The first sound I hear after I wake up, besides the incessant trill of my 6:00 alarm, is the laundry man.
Sound is a constant in Varanasi: the honking of motorcycles and rickshaws; the mooing of the street cows; the denizens of this gloriously noisy city conversing in the early morning blends into cacophonous white noise. It’s a source of frustration for me, coming from the suburbs of Massachusetts. I find myself getting angry at the sheer volume of this city, which is high even early in the mornings. Yet I can hear the laundry man, whose work begins before my day even starts, smacking wet clothes against a large stone down the street, rising above the din.

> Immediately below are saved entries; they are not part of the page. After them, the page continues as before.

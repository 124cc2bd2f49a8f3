//! Visual asset harvesting: formula crops and embedded images.
//!
//! Every failure in here is an [`AssetError`]: logged, the asset (or just
//! its optional field) omitted, processing continues. Nothing in this
//! module can fail a document.

use crate::classifier::MathClassifier;
use crate::config::LecternConfig;
use crate::document::{FormulaRegion, ImageAsset};
use crate::pipeline::encode;
use crate::source::{Rasterizer, SourcePage, TextRecognizer};
use tracing::{debug, warn};

/// Crop a region for every layout line the classifier accepts.
///
/// Regions are padded by `config.formula_padding` points per side, clamped
/// to the page box, and rendered at `config.zoom`. Output order follows
/// layout traversal order; callers must not assume a global visual sort.
pub fn harvest_formulas<R: Rasterizer>(
    page_number: u32,
    page: &SourcePage,
    classifier: &MathClassifier,
    rasterizer: &R,
    config: &LecternConfig,
) -> Vec<FormulaRegion> {
    let mut regions = Vec::new();

    for line in &page.layout_lines {
        if !classifier.classify(&line.text) {
            continue;
        }
        if regions.len() >= config.max_formula_regions_per_page {
            warn!(
                page = page_number,
                cap = config.max_formula_regions_per_page,
                "formula region cap reached; remaining lines on this page skipped"
            );
            break;
        }

        let bbox = line
            .bounds
            .expanded(config.formula_padding, page.width, page.height);

        let raster = match rasterizer.render_region(page_number, &bbox, config.zoom) {
            Ok(r) => r,
            Err(e) => {
                warn!(page = page_number, error = %e, line = %line.text, "formula region skipped");
                continue;
            }
        };
        let rendered_image = match encode::png_data_uri(&raster) {
            Ok(uri) => uri,
            Err(e) => {
                warn!(page = page_number, error = %e, "formula region encoding skipped");
                continue;
            }
        };

        regions.push(FormulaRegion {
            page_number,
            source_text: line.text.clone(),
            bounding_box: bbox,
            rendered_image,
        });
    }

    debug!(
        page = page_number,
        regions = regions.len(),
        "harvested formula regions"
    );
    regions
}

/// Turn every embedded raster reference into an [`ImageAsset`].
///
/// Decode failures drop the single asset; recognition failures only drop
/// the OCR fields. Position is whatever the source could correlate —
/// absence is not an error.
pub fn harvest_images(
    page_number: u32,
    page: &SourcePage,
    recognizer: Option<&dyn TextRecognizer>,
) -> Vec<ImageAsset> {
    let mut assets = Vec::new();

    for (index, embedded) in page.images.iter().enumerate() {
        let index = index as u32;

        let pixels = match image::load_from_memory(&embedded.bytes) {
            Ok(p) => p,
            Err(e) => {
                warn!(
                    page = page_number,
                    index,
                    error = %e,
                    "embedded image did not decode; asset omitted"
                );
                continue;
            }
        };

        let ocr_text = match recognizer {
            Some(r) => match r.recognize(&pixels) {
                Ok(text) => text.filter(|t| !t.trim().is_empty()),
                Err(e) => {
                    warn!(page = page_number, index, error = %e, "text recognition skipped");
                    None
                }
            },
            None => None,
        };

        let mime = encode::mime_for_format(&embedded.format);
        assets.push(ImageAsset {
            page_number,
            index,
            width: pixels.width(),
            height: pixels.height(),
            format: embedded.format.clone(),
            bounding_box: embedded.bounds,
            rendered_image: encode::data_uri(&embedded.bytes, mime),
            alt_text: ocr_text.clone(),
            ocr_text,
        });
    }

    debug!(
        page = page_number,
        assets = assets.len(),
        "harvested image assets"
    );
    assets
}

#[cfg(test)]
mod tests {
    use super::*;
    use crate::document::Rect;
    use crate::error::AssetError;
    use crate::source::memory::MemorySource;
    use crate::source::EmbeddedImage;
    use image::DynamicImage;

    fn config() -> LecternConfig {
        LecternConfig::default()
    }

    #[test]
    fn only_mathy_lines_become_regions() {
        let page = MemorySource::text_page("Overview\nnλ = 2d sinθ\nplain prose here");
        let source = MemorySource::new(vec![page.clone()]);
        let regions = harvest_formulas(1, &page, &MathClassifier::default(), &source, &config());
        assert_eq!(regions.len(), 1);
        assert_eq!(regions[0].source_text, "nλ = 2d sinθ");
        assert!(regions[0].rendered_image.starts_with("data:image/png;base64,"));
    }

    #[test]
    fn region_bounds_are_padded_and_clamped() {
        let page = MemorySource::text_page("x = 1");
        let source = MemorySource::new(vec![page.clone()]);
        let regions = harvest_formulas(1, &page, &MathClassifier::default(), &source, &config());
        let bbox = regions[0].bounding_box;
        let line = &page.layout_lines[0].bounds;
        assert!(bbox.x0 <= line.x0 - 9.9 && bbox.x0 >= 0.0);
        assert!(bbox.y1 >= line.y1 + 9.9 && bbox.y1 <= page.height);
    }

    #[test]
    fn render_failure_skips_region_not_page() {
        let page = MemorySource::text_page("a = 1\nb = 2");
        let source = MemorySource::new(vec![page.clone()]).with_failing_render(1);
        let regions = harvest_formulas(1, &page, &MathClassifier::default(), &source, &config());
        assert!(regions.is_empty());
    }

    #[test]
    fn region_cap_is_enforced() {
        let mut text = String::new();
        for i in 0..30 {
            text.push_str(&format!("y = {i}\n"));
        }
        let page = MemorySource::text_page(&text);
        let source = MemorySource::new(vec![page.clone()]);
        let cfg = LecternConfig::builder()
            .max_formula_regions_per_page(5)
            .build()
            .unwrap();
        let regions = harvest_formulas(1, &page, &MathClassifier::default(), &source, &cfg);
        assert_eq!(regions.len(), 5);
    }

    #[test]
    fn images_are_stamped_with_page_and_index() {
        let mut page = MemorySource::text_page("with pictures");
        MemorySource::push_image(&mut page, 32, 16, Some(Rect::new(10.0, 10.0, 42.0, 26.0)));
        MemorySource::push_image(&mut page, 8, 8, None);
        let assets = harvest_images(5, &page, None);
        assert_eq!(assets.len(), 2);
        assert_eq!((assets[0].page_number, assets[0].index), (5, 0));
        assert_eq!((assets[1].page_number, assets[1].index), (5, 1));
        assert_eq!((assets[0].width, assets[0].height), (32, 16));
        assert!(assets[0].bounding_box.is_some());
        assert!(assets[1].bounding_box.is_none());
        assert!(assets[0].ocr_text.is_none());
    }

    #[test]
    fn undecodable_image_is_omitted_others_survive() {
        let mut page = MemorySource::text_page("with pictures");
        MemorySource::push_image(&mut page, 16, 16, None);
        page.images.push(EmbeddedImage {
            bytes: b"definitely not an image stream".to_vec(),
            format: "png".into(),
            bounds: None,
        });
        MemorySource::push_image(&mut page, 24, 24, None);

        let assets = harvest_images(5, &page, None);
        assert_eq!(assets.len(), 2, "only the corrupt asset is dropped");
        // Indexes keep creation order even across the dropped asset.
        assert_eq!(assets[0].index, 0);
        assert_eq!(assets[1].index, 2);
    }

    struct FailingRecognizer;
    impl TextRecognizer for FailingRecognizer {
        fn recognize(&self, _: &DynamicImage) -> Result<Option<String>, AssetError> {
            Err(AssetError::Recognition {
                detail: "engine unavailable".into(),
            })
        }
    }

    struct EchoRecognizer;
    impl TextRecognizer for EchoRecognizer {
        fn recognize(&self, _: &DynamicImage) -> Result<Option<String>, AssetError> {
            Ok(Some("lattice diagram".into()))
        }
    }

    #[test]
    fn recognition_failure_keeps_the_asset() {
        let mut page = MemorySource::text_page("pic");
        MemorySource::push_image(&mut page, 16, 16, None);
        let assets = harvest_images(1, &page, Some(&FailingRecognizer));
        assert_eq!(assets.len(), 1);
        assert!(assets[0].ocr_text.is_none());
        assert!(assets[0].alt_text.is_none());
    }

    #[test]
    fn recognized_text_fills_both_fields() {
        let mut page = MemorySource::text_page("pic");
        MemorySource::push_image(&mut page, 16, 16, None);
        let assets = harvest_images(1, &page, Some(&EchoRecognizer));
        assert_eq!(assets[0].ocr_text.as_deref(), Some("lattice diagram"));
        assert_eq!(assets[0].alt_text.as_deref(), Some("lattice diagram"));
    }
}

I listen to his work for a while, convincing myself that getting up and going on an early-morning walk with Saurabh-ji is the mature, adult course of action. The sound brings to mind images of towels snapping on a pool deck. It is the laundry man and his pre-sunrise labor which inspires me to roll out of bed, spending more time than I’d like detangling myself from the mosquito net that I can’t get used to having around me while I sleep.
When I leave my house, bidding my host mother, Sunita-ji, and host father, Krishna-ji, a good day, the laundry man smiles at me around a mouthful of paan. He puts a hand to his heart, and calls me ‘Indian Child.’ This is inaccurate, but never fails to brighten my day.
Sunita-ji recommended the laundry man to me. Not only is his business a stone’s throw from my home, but he doesn’t wash clothes in the Ganga like some other laundry services. Given that I’ve already had a E. Coli infection once on this trip, I appreciate his use of not-Ganga water more than I can express.
From what I can tell, the laundry man lives a routine life. He and his wife live on the corner by our group’s favorite restaurant, Itihaas, where we spend a good deal of our free time. He always wears the same shirt, though I see his wife decked out in different colored saris often. He works seven days a week and, no matter what, has the laundry I bring him in the morning washed by the evening.
I’ve never caught his name, and he doesn’t know mine, but the laundry man has been, of all the Varanasians I’ve met thus far, one of my favorites. I wish that my Hindi was better than it is, and that he and I had more time to get to know one another. I’ve never met a harder worker or a kinder soul, and in the mornings when I struggle to get up, I think of him.
When I come home, I want to be like the laundry man. I want to work harder, and be kinder, and smile at strangers. By the end of next week, I’m going to figure out how to tell him how much of an impact he’s had on my Varanasi days in his language. And when I think back on my time in this boisterous city, I’ll remember the laundry man and the soothing melody of his work.